Yasuto Honda (本田 泰人, Honda Yasuto) is a former Japanese football player. He played for Japan national team.

==Club career==
Honda was born in Kitakyushu on June 25, 1969. After graduating from high school, he joined Japan Soccer League club Honda in 1988. In 1992, he moved to J1 League club Kashima Antlers. The club won the champions at J1 League 4 times, J.League Cup 3 times and Emperor's Cup 2 times. He retired end of 2006 season. He played 400 games and scored 6 goals in the league at both clubs.

==National team career==
On October 24, 1995, Honda debuted for Japan national team against Saudi Arabia. In 1996, he played in all matches including 1996 Asian Cup. In 1997, although he played at 1998 World Cup qualification, his opportunity to play decreased in the latter half.

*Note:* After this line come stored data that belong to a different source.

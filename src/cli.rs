//! Command-line argument parsing.

use std::env;
use std::path::PathBuf;

/// Parsed CLI arguments.
#[derive(Debug)]
pub struct CliOptions {
    /// Utility load-curve export (CSV).
    pub consumption: PathBuf,
    /// PVGIS hourly series (JSON).
    pub production: PathBuf,
    /// Optional TOML configuration.
    pub config: Option<PathBuf>,
    /// Capacities overriding `capacity.multipliers`.
    pub capacities: Vec<f64>,
    /// Joined table CSV destination.
    pub out: Option<PathBuf>,
    /// Serve the result over HTTP after the run.
    pub serve: bool,
    pub port: u16,
}

pub fn parse_args() -> Result<CliOptions, String> {
    let args: Vec<String> = env::args().skip(1).collect();
    parse_args_from(args)
}

fn parse_args_from(args: Vec<String>) -> Result<CliOptions, String> {
    if args.len() == 1 && (args[0] == "--help" || args[0] == "-h") {
        print_usage();
        std::process::exit(0);
    }
    parse_options(&args)
}

fn parse_options(args: &[String]) -> Result<CliOptions, String> {
    let mut i = 0usize;
    let mut consumption = None;
    let mut production = None;
    let mut config = None;
    let mut capacities = Vec::new();
    let mut out = None;
    let mut serve = false;
    let mut port = 3000;

    while i < args.len() {
        match args[i].as_str() {
            "--consumption" => {
                i += 1;
                let path = args.next_or_err(
                    i,
                    "missing value for --consumption (expected a CSV file path)",
                )?;
                if consumption.replace(PathBuf::from(path)).is_some() {
                    return Err("--consumption provided more than once".to_string());
                }
            }
            "--production" => {
                i += 1;
                let path = args.next_or_err(
                    i,
                    "missing value for --production (expected a JSON file path)",
                )?;
                if production.replace(PathBuf::from(path)).is_some() {
                    return Err("--production provided more than once".to_string());
                }
            }
            "--config" => {
                i += 1;
                let path =
                    args.next_or_err(i, "missing value for --config (expected a TOML file path)")?;
                if config.replace(PathBuf::from(path)).is_some() {
                    return Err("--config provided more than once".to_string());
                }
            }
            "--capacity" => {
                i += 1;
                let raw = args.next_or_err(i, "missing value for --capacity (expected kWc)")?;
                let k = raw
                    .parse::<f64>()
                    .map_err(|_| format!("--capacity value \"{raw}\" is not a number"))?;
                capacities.push(k);
            }
            "--out" => {
                i += 1;
                let path = args.next_or_err(i, "missing value for --out (expected a file path)")?;
                if out.replace(PathBuf::from(path)).is_some() {
                    return Err("--out provided more than once".to_string());
                }
            }
            "--serve" => serve = true,
            "--port" => {
                i += 1;
                let raw = args.next_or_err(i, "missing value for --port (expected a u16)")?;
                port = raw
                    .parse::<u16>()
                    .map_err(|_| format!("--port value \"{raw}\" is not a valid u16"))?;
            }
            "--help" | "-h" => {
                print_usage();
                std::process::exit(0);
            }
            other => return Err(format!("unknown argument: {other}")),
        }
        i += 1;
    }

    let consumption = consumption.ok_or_else(|| "--consumption is required".to_string())?;
    let production = production.ok_or_else(|| "--production is required".to_string())?;

    Ok(CliOptions {
        consumption,
        production,
        config,
        capacities,
        out,
        serve,
        port,
    })
}

trait SliceArgExt {
    fn next_or_err(&self, index: usize, err: &str) -> Result<&str, String>;
}

impl SliceArgExt for [String] {
    fn next_or_err(&self, index: usize, err: &str) -> Result<&str, String> {
        self.get(index)
            .map(String::as_str)
            .ok_or_else(|| err.to_string())
    }
}

pub fn print_usage() {
    eprintln!("pv-match: household consumption vs. rooftop solar production, hour by hour");
    eprintln!();
    eprintln!("Usage:");
    eprintln!(
        "  pv-match --consumption <csv> --production <json> [--config <toml>] \
         [--capacity <kWc>]... [--out <csv>] [--serve] [--port <u16>]"
    );
    eprintln!();
    eprintln!("Options:");
    eprintln!("  --consumption <path>  Utility load-curve export (semicolon CSV)");
    eprintln!("  --production <path>   PVGIS seriescalc hourly JSON for 1 kWc");
    eprintln!("  --config <path>       Pipeline configuration (TOML)");
    eprintln!("  --capacity <kWc>      Installed capacity to simulate, repeatable");
    eprintln!("  --out <path>          Write the joined hourly table as CSV");
    eprintln!("  --serve               Serve the result over HTTP (requires the `api` feature)");
    eprintln!("  --port <u16>          API server port (default: 3000)");
}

He played 29 games and scored 1 goal for Japan until 1997.

==Club statistics==

| Club performance |  |  | League |  | Cup |  | League Cup |  | Continental |  | Total |  |
| Season | Club | League | Apps | Goals | Apps | Goals | Apps | Goals | Apps | Goals | Apps | Goals |
| Japan |  |  | League |  | Emperor's Cup |  | J.League Cup |  | Asia |  | Total |  |
| 1988/89 | Honda | JSL Division 1 | 9 | 0 |  |  |  |  |  |  | 9 | 0 |
| 1989/90 | 22 | 1 |  |  | 2 | 3 | - |  | 24 | 4 |
| 1990/91 | 21 | 1 |  |  | 4 | 1 | - |  | 25 | 2 |
| 1991/92 | 20 | 0 |  |  | 3 | 0 | - |  | 23 | 0 |
| 1992 | Kashima Antlers | J1 League | - |  | 3 | 0 | 10 | 0 | - |  | 13 | 0 |
| 1993 | 35 | 0 | 5 | 0 | 6 | 0 | - |  | 46 | 0 |
| 1994 | 43 | 0 | 1 | 0 | 1 | 0 | - |  | 45 | 0 |
| 1995 | 49 | 3 | 4 | 0 | - |  | - |  | 53 | 3 |
| 1996 | 29 | 0 | 3 | 0 | 13 | 0 | - |  | 45 | 0 |
| 1997 | 21 | 0 | 5 | 0 | 2 | 0 | - |  | 28 | 0 |
| 1998 | 21 | 0 | 4 | 1 | 5 | 0 | - |  | 30 | 1 |
| 1999 | 17 | 0 | 0 | 0 | 4 | 0 | - |  | 21 | 0 |
| 2000 | 29 | 0 | 5 | 0 | 5 | 0 | - |  | 39 | 0 |
| 2001 | 24 | 0 | 1 | 0 | 6 | 0 | - |  | 31 | 0 |
| 2002 | 22 | 0 | 4 | 0 | 9 | 1 | - |  | 35 | 1 |
| 2003 | 19 | 0 | 4 | 0 | 5 | 0 | 1 | 0 | 29 | 0 |
| 2004 | 7 | 0 | 0 | 0 | 5 | 0 | - |  | 12 | 0 |
| 2005 | 4 | 1 | 1 | 0 | 1 | 0 | - |  | 6 | 1 |
| 2006 | 8 | 0 | 1 | 0 | 3 | 1 | - |  | 12 | 1 |
| Total |  |  | 400 | 6 | 41 | 1 | 84 | 6 | 1 | 0 | 526 | 13 |

==National team statistics==

- 1996 Asian Cup

Japan national team
| Year | Apps | Goals |
| 1995 | 2 | 0 |
| 1996 | 13 | 0 |
| 1997 | 14 | 1 |
| Total | 29 | 1 |

==SASUKE==
Honda competed in SASUKE 26, where he failed the second obstacle, the Hazard Swing.